*** Records for this task ***

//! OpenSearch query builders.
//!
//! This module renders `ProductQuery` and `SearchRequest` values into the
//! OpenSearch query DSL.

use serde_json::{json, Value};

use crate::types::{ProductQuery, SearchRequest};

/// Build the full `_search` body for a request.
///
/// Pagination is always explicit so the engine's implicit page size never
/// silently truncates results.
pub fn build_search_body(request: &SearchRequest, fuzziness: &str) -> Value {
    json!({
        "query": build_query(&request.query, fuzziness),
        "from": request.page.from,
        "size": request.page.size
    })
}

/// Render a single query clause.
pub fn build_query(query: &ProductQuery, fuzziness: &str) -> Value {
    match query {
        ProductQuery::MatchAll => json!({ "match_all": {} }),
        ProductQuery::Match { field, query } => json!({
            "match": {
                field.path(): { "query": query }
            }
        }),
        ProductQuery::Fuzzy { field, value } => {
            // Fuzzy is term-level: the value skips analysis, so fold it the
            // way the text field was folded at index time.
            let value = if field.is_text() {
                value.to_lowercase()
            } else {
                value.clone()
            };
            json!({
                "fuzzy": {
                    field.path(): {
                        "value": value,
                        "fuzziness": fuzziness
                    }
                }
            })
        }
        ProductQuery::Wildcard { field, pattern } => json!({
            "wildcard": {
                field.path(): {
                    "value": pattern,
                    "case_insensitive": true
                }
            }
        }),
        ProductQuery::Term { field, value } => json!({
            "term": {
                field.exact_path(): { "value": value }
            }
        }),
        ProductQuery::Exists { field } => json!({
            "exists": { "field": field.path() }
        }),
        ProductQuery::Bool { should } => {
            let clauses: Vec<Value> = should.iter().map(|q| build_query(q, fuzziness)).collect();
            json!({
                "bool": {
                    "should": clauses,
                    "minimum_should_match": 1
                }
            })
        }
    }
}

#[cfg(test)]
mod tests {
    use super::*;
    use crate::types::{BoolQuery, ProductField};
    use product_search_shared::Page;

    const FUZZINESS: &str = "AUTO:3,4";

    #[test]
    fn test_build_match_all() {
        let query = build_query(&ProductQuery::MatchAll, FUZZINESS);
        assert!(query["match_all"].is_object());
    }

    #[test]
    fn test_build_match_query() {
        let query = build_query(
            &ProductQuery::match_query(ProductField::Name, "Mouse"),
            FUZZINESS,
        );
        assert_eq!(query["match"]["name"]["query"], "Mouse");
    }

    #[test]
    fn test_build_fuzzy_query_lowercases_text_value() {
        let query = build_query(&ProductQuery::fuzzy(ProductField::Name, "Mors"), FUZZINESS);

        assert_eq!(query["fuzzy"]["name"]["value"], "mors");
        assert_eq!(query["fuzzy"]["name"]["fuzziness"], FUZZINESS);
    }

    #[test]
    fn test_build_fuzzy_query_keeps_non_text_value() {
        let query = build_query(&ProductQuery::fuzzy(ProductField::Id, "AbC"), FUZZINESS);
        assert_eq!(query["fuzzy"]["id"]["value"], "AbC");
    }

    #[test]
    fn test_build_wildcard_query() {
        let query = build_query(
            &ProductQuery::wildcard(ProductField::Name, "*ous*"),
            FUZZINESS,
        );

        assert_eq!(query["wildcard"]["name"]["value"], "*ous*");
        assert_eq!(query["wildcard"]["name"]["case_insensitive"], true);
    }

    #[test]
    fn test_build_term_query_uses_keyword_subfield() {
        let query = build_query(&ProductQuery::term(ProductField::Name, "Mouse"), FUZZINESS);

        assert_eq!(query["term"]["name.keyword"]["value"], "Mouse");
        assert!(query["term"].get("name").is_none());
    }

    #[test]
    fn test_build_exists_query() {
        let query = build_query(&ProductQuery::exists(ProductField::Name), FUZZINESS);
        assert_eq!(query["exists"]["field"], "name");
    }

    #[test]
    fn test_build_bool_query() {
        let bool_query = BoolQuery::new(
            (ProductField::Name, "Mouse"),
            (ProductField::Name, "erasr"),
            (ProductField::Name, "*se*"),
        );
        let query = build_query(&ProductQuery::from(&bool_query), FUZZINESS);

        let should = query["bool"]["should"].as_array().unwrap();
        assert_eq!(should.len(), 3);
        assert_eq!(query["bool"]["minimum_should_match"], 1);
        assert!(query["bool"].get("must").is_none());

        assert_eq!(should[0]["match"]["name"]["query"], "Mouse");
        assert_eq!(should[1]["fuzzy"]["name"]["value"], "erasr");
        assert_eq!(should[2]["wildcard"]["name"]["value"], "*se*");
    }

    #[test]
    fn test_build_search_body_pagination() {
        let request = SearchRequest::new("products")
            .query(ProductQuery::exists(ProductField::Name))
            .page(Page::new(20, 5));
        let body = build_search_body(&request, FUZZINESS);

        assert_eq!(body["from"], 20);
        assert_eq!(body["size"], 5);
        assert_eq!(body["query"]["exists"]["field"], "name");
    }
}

***

Task objective | Reproduce exactly the lines that run from the start of the records to the line with "silently truncates results.", both included.

Output of the task |
//! OpenSearch query builders.
//!
//! This module renders `ProductQuery` and `SearchRequest` values into the
//! OpenSearch query DSL.

use serde_json::{json, Value};

use crate::types::{ProductQuery, SearchRequest};

/// Build the full `_search` body for a request.
///
/// Pagination is always explicit so the engine's implicit page size never
/// silently truncates results.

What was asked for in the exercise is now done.